HANNAS SCHLAFENDE HUNDE (2016)

Kinostart: 09.06.2016 | Regie: Andreas Gruber

Kurzinhalt:
Wels, Oberösterreich, 1967: Nur nicht aufzufallen ist das oberste Gebot in Hannas (Nike Seitz) Familie, weder bei den Nachbarn noch in der Schule. Das ist ihrer Mutter Katharina (Franziska Weisz) ebenso wichtig wie die regelmäßigen Besuche in der katholischen Messe von Pfarrer Angerer (Johannes Silberschneider).

Das kluge Mädchen spürt instinktiv, dass an der Lebensweise der Familie etwas nicht stimmt, und entdeckt, unterstützt von ihrer resoluten Großmutter Ruth (Hannelore Elsner), das Geheimnis ihrer jüdischen Identität.

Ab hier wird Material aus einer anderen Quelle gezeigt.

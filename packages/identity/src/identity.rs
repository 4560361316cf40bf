//! Session identities
//!
//! An [`Identity`] is a certificate plus whatever is known about its private key.
//! Identities are created once per session endpoint (generated, loaded from an
//! archive or PEM bundle, or looked up in a store) and never mutated afterwards.
//! The protocol layer receives a [`HandshakeIdentity`], which can sign but never
//! hands out key bytes.

use std::fmt;
use std::sync::Arc;

use once_cell::sync::OnceCell;

use crate::archive::KeyStorage;
use crate::certificate::Certificate;
use crate::error::Result;
use crate::fingerprint::{fingerprint, Fingerprint, HashAlgorithm};
use crate::keys::{KeyAlgorithm, KeyHandle, SecretBytes};
use crate::pem_bundle::{export_pem, PemBundle};
use crate::resolver::resolve_private_key;
use crate::store::CertificateStore;

/// Where an identity came from
#[derive(Debug, Clone, Copy, PartialEq, Eq, Hash)]
pub enum IdentitySource {
    /// Produced in-process by the certificate generator
    Generated,
    /// Imported from a PKCS#12 archive or PEM bundle
    LoadedArchive,
    /// Looked up in a certificate store
    LoadedStore,
    /// A bare certificate with no key, e.g. a peer's
    PublicOnly,
}

/// How the private key of an identity can be reached
pub(crate) enum KeyMaterial {
    /// No associable key
    None,
    /// Operable key already in memory
    InMemory(Arc<dyn KeyHandle>),
    /// PKCS#8 bytes that still need to be turned into an operable key
    Pkcs8 {
        pkcs8: SecretBytes,
        storage: KeyStorage,
    },
    /// Key held by a store under `label`; the store only exposes signing
    Store {
        store: Arc<dyn CertificateStore>,
        label: String,
    },
}

/// A certificate and its private key material
pub struct Identity {
    certificate: Certificate,
    source: IdentitySource,
    key: KeyMaterial,
    resolved: OnceCell<Arc<dyn KeyHandle>>,
}

impl Identity {
    pub(crate) fn new(certificate: Certificate, source: IdentitySource, key: KeyMaterial) -> Self {
        Self {
            certificate,
            source,
            key,
            resolved: OnceCell::new(),
        }
    }

    /// Wrap a certificate that has no private key
    #[must_use]
    pub fn from_certificate(certificate: Certificate) -> Self {
        Self::new(certificate, IdentitySource::PublicOnly, KeyMaterial::None)
    }

    /// The certificate
    #[must_use]
    pub fn certificate(&self) -> &Certificate {
        &self.certificate
    }

    /// Where this identity came from
    #[must_use]
    pub fn source(&self) -> IdentitySource {
        self.source
    }

    /// Whether any private key material is associated
    ///
    /// `true` does not guarantee resolution succeeds; a store may have lost the
    /// key or the host may be unable to operate it.
    #[must_use]
    pub fn has_private_key(&self) -> bool {
        !matches!(self.key, KeyMaterial::None)
    }

    /// Fingerprint of the certificate
    #[must_use]
    pub fn fingerprint(&self, algorithm: HashAlgorithm) -> Fingerprint {
        fingerprint(&self.certificate, algorithm)
    }

    /// Resolve the private key into a signing handle
    ///
    /// # Errors
    ///
    /// See [`resolve_private_key`].
    pub fn private_key(&self) -> Result<Arc<dyn KeyHandle>> {
        resolve_private_key(self)
    }

    /// Everything the DTLS handshake needs from this endpoint
    ///
    /// # Errors
    ///
    /// Fails when the private key cannot be resolved; see [`resolve_private_key`].
    pub fn handshake_identity(&self, algorithm: HashAlgorithm) -> Result<HandshakeIdentity> {
        let signer = self.private_key()?;
        Ok(HandshakeIdentity {
            certificate: self.certificate.clone(),
            fingerprint: self.fingerprint(algorithm),
            signer,
        })
    }

    /// Certificate PEM plus the PKCS#8 key PEM when the key is exportable
    ///
    /// # Errors
    ///
    /// See [`export_pem`].
    pub fn to_pem(&self) -> Result<PemBundle> {
        export_pem(self)
    }

    pub(crate) fn key_material(&self) -> &KeyMaterial {
        &self.key
    }

    pub(crate) fn resolved(&self) -> &OnceCell<Arc<dyn KeyHandle>> {
        &self.resolved
    }
}

impl fmt::Debug for Identity {
    fn fmt(&self, f: &mut fmt::Formatter<'_>) -> fmt::Result {
        let key = match &self.key {
            KeyMaterial::None => "none",
            KeyMaterial::InMemory(_) => "in-memory",
            KeyMaterial::Pkcs8 { .. } => "pkcs8",
            KeyMaterial::Store { .. } => "store",
        };
        f.debug_struct("Identity")
            .field("certificate", &self.certificate)
            .field("source", &self.source)
            .field("key", &key)
            .finish()
    }
}

/// Identity as seen by the DTLS handshake: certificate, fingerprint, and a sign operation
#[derive(Debug, Clone)]
pub struct HandshakeIdentity {
    certificate: Certificate,
    fingerprint: Fingerprint,
    signer: Arc<dyn KeyHandle>,
}

impl HandshakeIdentity {
    /// Certificate presented in the handshake
    #[must_use]
    pub fn certificate(&self) -> &Certificate {
        &self.certificate
    }

    /// Fingerprint to publish in the session description
    #[must_use]
    pub fn fingerprint(&self) -> &Fingerprint {
        &self.fingerprint
    }

    /// Signing algorithm of the key
    #[must_use]
    pub fn key_algorithm(&self) -> KeyAlgorithm {
        self.signer.algorithm()
    }

    /// Sign handshake bytes with the endpoint's private key
    ///
    /// # Errors
    ///
    /// Returns `IdentityError::Signing` if the provider rejects the operation.
    pub fn sign(&self, message: &[u8]) -> Result<Vec<u8>> {
        self.signer.sign(message)
    }
}
//! PKCS#12 identity archives
//!
//! Archives bundle a certificate with its (usually password-protected) private
//! key. On load the archive MAC is checked when present, the first key bag is
//! taken as the key and the certificate sharing its local key ID as the leaf.
//! The key stays PKCS#8 until it is first resolved; [`KeyStorage`] decides
//! whether the resolved handle may export it again.
//!
//! Legacy (3DES/RC2, SHA-1 MAC) and current (PBES2/AES, SHA-2 MAC) archives
//! both load. Exports use PBES2 with AES-256-CBC and an HMAC-SHA256 MAC.

use std::fmt;
use std::path::Path;

use zeroize::Zeroize;

use crate::certificate::Certificate;
use crate::error::{IdentityError, Result};
use crate::fingerprint::HashAlgorithm;
use crate::identity::{Identity, IdentitySource, KeyMaterial};
use crate::keys::SecretBytes;
use crate::resolver::resolve_private_key;

mod codec;
mod pbe;

/// Whether a loaded private key may leave its handle again
#[derive(Debug, Clone, Copy, PartialEq, Eq, Hash, Default)]
pub enum KeyStorage {
    /// Key bytes stay available for re-export
    #[default]
    Exportable,
    /// Key can sign but never be exported
    StoreOnly,
}

impl KeyStorage {
    /// Whether resolved handles keep their PKCS#8 bytes
    #[must_use]
    pub fn is_exportable(self) -> bool {
        matches!(self, Self::Exportable)
    }
}

/// Archive load options
#[derive(Clone, Default)]
pub struct ArchiveOptions {
    /// Archive password; `None` is the empty password
    pub password: Option<String>,
    /// How the loaded key is held
    pub storage: KeyStorage,
}

impl ArchiveOptions {
    /// No password, exportable key
    #[must_use]
    pub fn new() -> Self {
        Self::default()
    }

    /// Set the archive password
    #[must_use]
    pub fn password(mut self, password: impl Into<String>) -> Self {
        self.password = Some(password.into());
        self
    }

    /// Set the key storage flag
    #[must_use]
    pub fn storage(mut self, storage: KeyStorage) -> Self {
        self.storage = storage;
        self
    }

    /// Hold the key as [`KeyStorage::StoreOnly`]
    #[must_use]
    pub fn store_only(self) -> Self {
        self.storage(KeyStorage::StoreOnly)
    }

    fn password_str(&self) -> &str {
        self.password.as_deref().unwrap_or("")
    }
}

impl fmt::Debug for ArchiveOptions {
    fn fmt(&self, f: &mut fmt::Formatter<'_>) -> fmt::Result {
        f.debug_struct("ArchiveOptions")
            .field("password", &self.password.as_ref().map(|_| "<redacted>"))
            .field("storage", &self.storage)
            .finish()
    }
}

/// Load an identity from PKCS#12 bytes
///
/// An archive without a key bag yields an identity whose key resolution fails
/// with `KeyNotFound`. Archives without a MAC or encryption load with the empty
/// password.
///
/// # Errors
///
/// - `ArchiveAccess` if the archive is malformed, the password is wrong, or it
///   contains no certificate
/// - `UnsupportedPlatform` if it uses a MAC or cipher this build cannot process
/// - `Encoding` if the certificate does not decode
pub fn load_archive(bytes: &[u8], options: &ArchiveOptions) -> Result<Identity> {
    let mut contents = codec::decode(bytes, options.password_str())?;

    let key_bag = (!contents.keys.is_empty()).then(|| contents.keys.remove(0));
    let leaf = contents
        .leaf_for(key_bag.as_ref())
        .ok_or_else(|| IdentityError::archive_access("Archive contains no certificate"))?;
    let certificate = Certificate::from_der(contents.certificates.swap_remove(leaf).der)?;

    let key = match key_bag {
        Some(mut bag) => KeyMaterial::Pkcs8 {
            pkcs8: SecretBytes::new(std::mem::take(&mut *bag.pkcs8)),
            storage: options.storage,
        },
        None => {
            tracing::debug!("Archive has no private key; identity is public-only");
            KeyMaterial::None
        }
    };

    tracing::debug!(
        subject = %certificate.details().subject,
        storage = ?options.storage,
        "Loaded PKCS#12 archive"
    );

    Ok(Identity::new(certificate, IdentitySource::LoadedArchive, key))
}

/// Load an identity from a PKCS#12 file
///
/// # Errors
///
/// Returns `IdentityError::Io` if the file cannot be read, otherwise see
/// [`load_archive`].
pub fn load_archive_file(path: impl AsRef<Path>, options: &ArchiveOptions) -> Result<Identity> {
    let mut bytes = std::fs::read(path.as_ref())?;
    let result = load_archive(&bytes, options);
    bytes.zeroize();
    result
}

/// Export an identity as PKCS#12
///
/// `password` of `None` is the empty password.
///
/// # Errors
///
/// - `KeyNotFound` (or another resolution error) if the key cannot be resolved
/// - `NotExportable` if the key was loaded store-only or lives in a store
/// - `ArchiveAccess` if the archive cannot be assembled, for example when the
///   password or friendly name has characters outside the BMP
pub fn export_archive(
    identity: &Identity,
    password: Option<&str>,
    friendly_name: &str,
) -> Result<Vec<u8>> {
    let handle = resolve_private_key(identity)?;
    let pkcs8 = handle.export_pkcs8().ok_or_else(|| {
        IdentityError::NotExportable(format!(
            "{} key of {} cannot leave its handle",
            handle.algorithm(),
            identity.certificate().details().subject
        ))
    })?;

    let certificate = identity.certificate();
    let bytes = codec::encode(
        certificate.der(),
        pkcs8.as_bytes(),
        password.unwrap_or(""),
        friendly_name,
        &HashAlgorithm::Sha1.digest(certificate.der()),
    )?;

    tracing::debug!(
        subject = %certificate.details().subject,
        friendly_name,
        "Exported PKCS#12 archive"
    );

    Ok(bytes)
}

/// Export an identity as a PKCS#12 file, creating parent directories
///
/// # Errors
///
/// See [`export_archive`]; file system failures return `IdentityError::Io`.
pub fn write_archive_file(
    identity: &Identity,
    path: impl AsRef<Path>,
    password: Option<&str>,
    friendly_name: &str,
) -> Result<()> {
    let path = path.as_ref();
    let bytes = export_archive(identity, password, friendly_name)?;
    if let Some(parent) = path.parent() {
        std::fs::create_dir_all(parent)?;
    }
    std::fs::write(path, bytes)?;
    Ok(())
}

Hanna beginnt die Angst ihrer Mutter zu verstehen, will sich aber nicht weiter verstecken. Die schlafenden Hunde der Vergangenheit in dem noch immer naziverseuchten Dorf sind ohnehin bereits geweckt…

Deutsche Filme und ihre Vorliebe für die NS-Zeit – es scheint, als bleibt uns die Aufarbeitung durch unsere Filmproduktion noch über Jahre erhalten. Auch dieser Film widmet sich dem Thema. Nutzt aber die Möglichkeiten der Geschichte weiter aus und setzt an eine Zeit an, die ungewöhnlich ist: Mitten in den 60er Jahren herrscht ein grauer Schleier des Schweigens. Viele ehemalige Verantwortliche für die Taten im zweiten Weltkrieg leben unbehelligt in der Gesellschaft, genießen Amnestie – und tatsächlich scheint alles, was geschah vergessen zu sein. Doch die neuen Generationen wachsen heran und stellen unangenehme Fragen. Genau davon handelt HANNAS SCHLAFENDE HUNDE von Regisseur Andreas Gruber – also unbedingt mal reinschauen.

HANNAS SCHLAFENDE HUNDE startet am 09.06.2016 in den deutschen Kinos.